Power is involved in all social relations, though interestingly it is not necessarily transferable from one kind of relation to another. This is a great area for ironic observations: Citizen Kane, the media mogul, actually motivated by childhood insecurity. ‘Dating Agency Founder died a reclusive alcoholic’; so business success does not translate into personal success. Or, on the other hand, we have the cynical observation when power does translate from one field to another, as with the Hollywood casting couch. Power may or may not transfer across these types of social relations, but our interest in it, ironic or cynical, is equal, both when it does and when it doesn’t.

Famously, Karl Marx treated the power of social classes as the most important kind in human history. In the twentieth century as it has become apparent that classes are not the only or even the dominant agents in human history some have tried to treat human power itself as the subject of history. Michel Foucault was most influential in promoting this view. The problem with this is that it detaches power from any particular agency and removes the points of resistance. It means that only something as generalised as power itself can provide a counterweight. Critique is one main candidate for this position.

Aside from God, from whom science has preferred to keep its distance, critique has been the main hope of intellectuals seeking a source of relief from power. Critique is not the same as criticism or being critical. It is the application of reason to reality, including the use of reason itself. It reveals first principles, but also conflicts of first principles.

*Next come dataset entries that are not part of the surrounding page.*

//! Canned responses served in mock mode
//!
//! Values are fixed and do not depend on the request: the same device, user
//! and samples come back whatever device id, time range or unit is asked for.

use crate::types::{
    AirData, ApiScope, Device, DevicePreference, DisplayMode, IndexComponent, KnockingMode,
    LedBrightness, LedMode, LedSettings, Permission, PowerStatus, RoomType, SensorComponent,
    SensorIndex, SensorReading, SpaceType, Usage, User,
};
use chrono::{DateTime, Utc};

fn timestamp(millis: i64) -> DateTime<Utc> {
    DateTime::from_timestamp_millis(millis).unwrap_or_default()
}

/// The single device listed in mock mode
pub fn device() -> Device {
    Device {
        name: "Mock Device".to_string(),
        mac_address: "0123456789AB".to_string(),
        latitude: 43.6542052,
        longitude: -70.2500918,
        preference: DevicePreference::Productivity,
        timezone: "America/New_York".to_string(),
        room_type: RoomType::Bedroom,
        device_type: "awair-element".to_string(),
        space_type: SpaceType::Home,
        device_uuid: "awair-element_1234".to_string(),
        device_id: 1234,
        location_name: "Portland".to_string(),
    }
}

/// Battery state of the mock device
pub fn power_status() -> PowerStatus {
    PowerStatus {
        percentage: 91,
        plugged: true,
        // 2019-05-16T22:21:04.160Z
        timestamp: timestamp(1_558_045_264_160),
    }
}

/// LED settings of the mock device
pub fn led_settings() -> LedSettings {
    LedSettings {
        mode: LedMode::Manual,
        brightness: LedBrightness::new(100).ok(),
    }
}

pub fn display_mode() -> DisplayMode {
    DisplayMode::Score
}

pub fn knocking_mode() -> KnockingMode {
    KnockingMode::Off
}

pub fn timezone() -> String {
    device().timezone
}

/// The account returned in mock mode, on the Hobbyist tier
pub fn user() -> User {
    const UNLIMITED: u64 = 2_147_483_647;

    let quotas = [
        (ApiScope::FifteenMin, 100),
        (ApiScope::FiveMin, 300),
        (ApiScope::Raw, 500),
        (ApiScope::Latest, 300),
        (ApiScope::PutPreference, 300),
        (ApiScope::PutDisplayMode, 300),
        (ApiScope::PutLedMode, 300),
        (ApiScope::PutKnockingMode, 300),
        (ApiScope::PutTimezone, 300),
        (ApiScope::PutDeviceName, 300),
        (ApiScope::PutLocation, 300),
        (ApiScope::PutRoomType, 300),
        (ApiScope::PutSpaceType, 300),
        (ApiScope::GetDisplayMode, 300),
        (ApiScope::GetLedMode, 300),
        (ApiScope::UserDeviceList, UNLIMITED),
        (ApiScope::UserInfo, UNLIMITED),
        (ApiScope::GetKnockingMode, 300),
        (ApiScope::GetPowerStatus, 300),
        (ApiScope::GetTimezone, 300),
    ];

    User {
        id: "8888".to_string(),
        first_name: "Doris".to_string(),
        last_name: "Jones".to_string(),
        email: "jones@example.com".to_string(),
        sex: "UNKNOWN".to_string(),
        dob_year: None,
        dob_month: None,
        dob_day: None,
        tier: "Hobbyist".to_string(),
        usages: vec![
            Usage {
                scope: ApiScope::UserDeviceList,
                usage: 1,
            },
            Usage {
                scope: ApiScope::UserInfo,
                usage: 1,
            },
        ],
        permissions: quotas
            .into_iter()
            .map(|(scope, quota)| Permission { scope, quota })
            .collect(),
    }
}

/// Per-scope call counts for the mock device
pub fn device_api_usages() -> Vec<Usage> {
    [
        (ApiScope::FiveMin, 4),
        (ApiScope::GetDisplayMode, 2),
        (ApiScope::GetKnockingMode, 1),
        (ApiScope::GetLedMode, 2),
        (ApiScope::GetPowerStatus, 1),
        (ApiScope::GetTimezone, 1),
        (ApiScope::Latest, 3),
        (ApiScope::PutDisplayMode, 1),
        (ApiScope::PutLedMode, 5),
        (ApiScope::Raw, 8),
    ]
    .into_iter()
    .map(|(scope, usage)| Usage { scope, usage })
    .collect()
}

fn sample(millis: i64, pm25: f64, voc: f64, co2: f64, humid: f64, temp: f64) -> AirData {
    let sensors = [
        (SensorComponent::Pm25, pm25),
        (SensorComponent::Voc, voc),
        (SensorComponent::Co2, co2),
        (SensorComponent::Humid, humid),
        (SensorComponent::Temp, temp),
    ];
    let indices = [
        (IndexComponent::Voc, 0.0),
        (IndexComponent::Co2, 0.0),
        (IndexComponent::Pm25, 0.0),
        (IndexComponent::Temp, 0.0),
        (IndexComponent::Humid, -2.0),
    ];

    AirData {
        timestamp: timestamp(millis),
        score: 89.0,
        sensors: sensors
            .into_iter()
            .map(|(comp, value)| SensorReading { comp, value })
            .collect(),
        indices: indices
            .into_iter()
            .map(|(comp, value)| SensorIndex { comp, value })
            .collect(),
    }
}

/// Ten-second samples, newest first
pub fn air_data() -> Vec<AirData> {
    vec![
        // 2021-05-16T22:21:25Z
        sample(1_621_203_685_000, 3.0, 165.0, 458.0, 32.720001220703125, 25.43000030517578),
        sample(1_621_203_675_000, 2.0, 172.0, 458.0, 32.709999084472656, 25.40999984741211),
        sample(1_621_203_665_000, 2.0, 167.0, 457.0, 32.599998474121094, 25.40999984741211),
    ]
}

/// Newest mock sample
pub fn latest_air_data() -> Option<AirData> {
    air_data().into_iter().next()
}

#[cfg(test)]
mod tests {
    use super::*;

    #[test]
    fn test_air_data_is_newest_first() {
        let samples = air_data();
        assert!(samples.len() >= 3);
        for pair in samples.windows(2) {
            assert!(pair[0].timestamp > pair[1].timestamp);
        }
        assert_eq!(latest_air_data(), samples.into_iter().next());
    }

    #[test]
    fn test_timestamps() {
        assert_eq!(
            air_data()[0].timestamp.to_rfc3339(),
            "2021-05-16T22:21:25+00:00"
        );
        assert_eq!(
            power_status().timestamp.to_rfc3339_opts(chrono::SecondsFormat::Millis, true),
            "2019-05-16T22:21:04.160Z"
        );
    }

    #[test]
    fn test_user_table() {
        let user = user();
        assert_eq!(user.id, "8888");
        assert_eq!(user.permissions.len(), 20);
        assert!(user
            .permissions
            .iter()
            .any(|p| p.scope == ApiScope::UserInfo && p.quota == 2_147_483_647));
    }

    #[test]
    fn test_device_matches_timezone() {
        assert_eq!(timezone(), device().timezone);
        assert_eq!(led_settings().brightness.map(LedBrightness::get), Some(100));
        assert_eq!(device_api_usages().len(), 10);
    }
}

It is an idea which goes back to the eighteenth century Enlightenment with its faith in human reason, and then of course back to the Greeks. Marx scorned the idea that reality depended on ideas but he retained ‘critique’ as a term for any account which showed how reality could be otherwise than it was. In other words critique was to undermine the ideas of a ruling class, their ideological hold on society. Thus it would then open up the possibility of instituting the classless society.

The notion of critique has come to have the meaning of any account which suggests radical alternatives to the status quo. These should be possible futures too; critique does not produce utopias. In this form the idea of critical sociology has come to be popular. In fact we shall see that sociology is inherently critical in the sense that it reveals the limits and possibilities which society provides for humankind.

When we point to the way social relations shape our economy, our environment, the way we dress, how we vote and even our sexual behaviour then we point to the essential necessity for it to be possible that things could be otherwise than they are. Sociology does not have to do anything special to be a critique of society. It just has to show it how it is—dependent on effort, resistant to change, threatening to get out of control, always capable of improvement.

The illusion of modernity was that society could be created as the perfect homeland of humanity. It was Plato who dreamed that dream, it inspired Utopia, the French Revolution and the Russian Revolution. In all those cases we find genuine insights into how society works, and then the vain hope that we can make it as we wish. On the basis of those vain hopes interest in society may turn into despair, revolution or, in its tepid form, social criticism. But sociology is not social criticism even if social critics draw on its findings.

In the French Revolution abstract values inspired by pure reason, ‘liberty, equality and fraternity’, became revolutionary slogans with the idea that society could be shaped to realise them. But they came to incite actions which shamed their advocates. Utopia echoed to the sound of the guillotine’s blade. Violence completed the degradation of these values which began when they became slogans.

It has taken a century of sociology to reinstate values like liberty, equality and fraternity—not as goals but as the guiding criteria for sociological research. They are both moral values and cognitive criteria for accounts of society. In other words they belong to science as much as to morality and politics. We turn to that science now.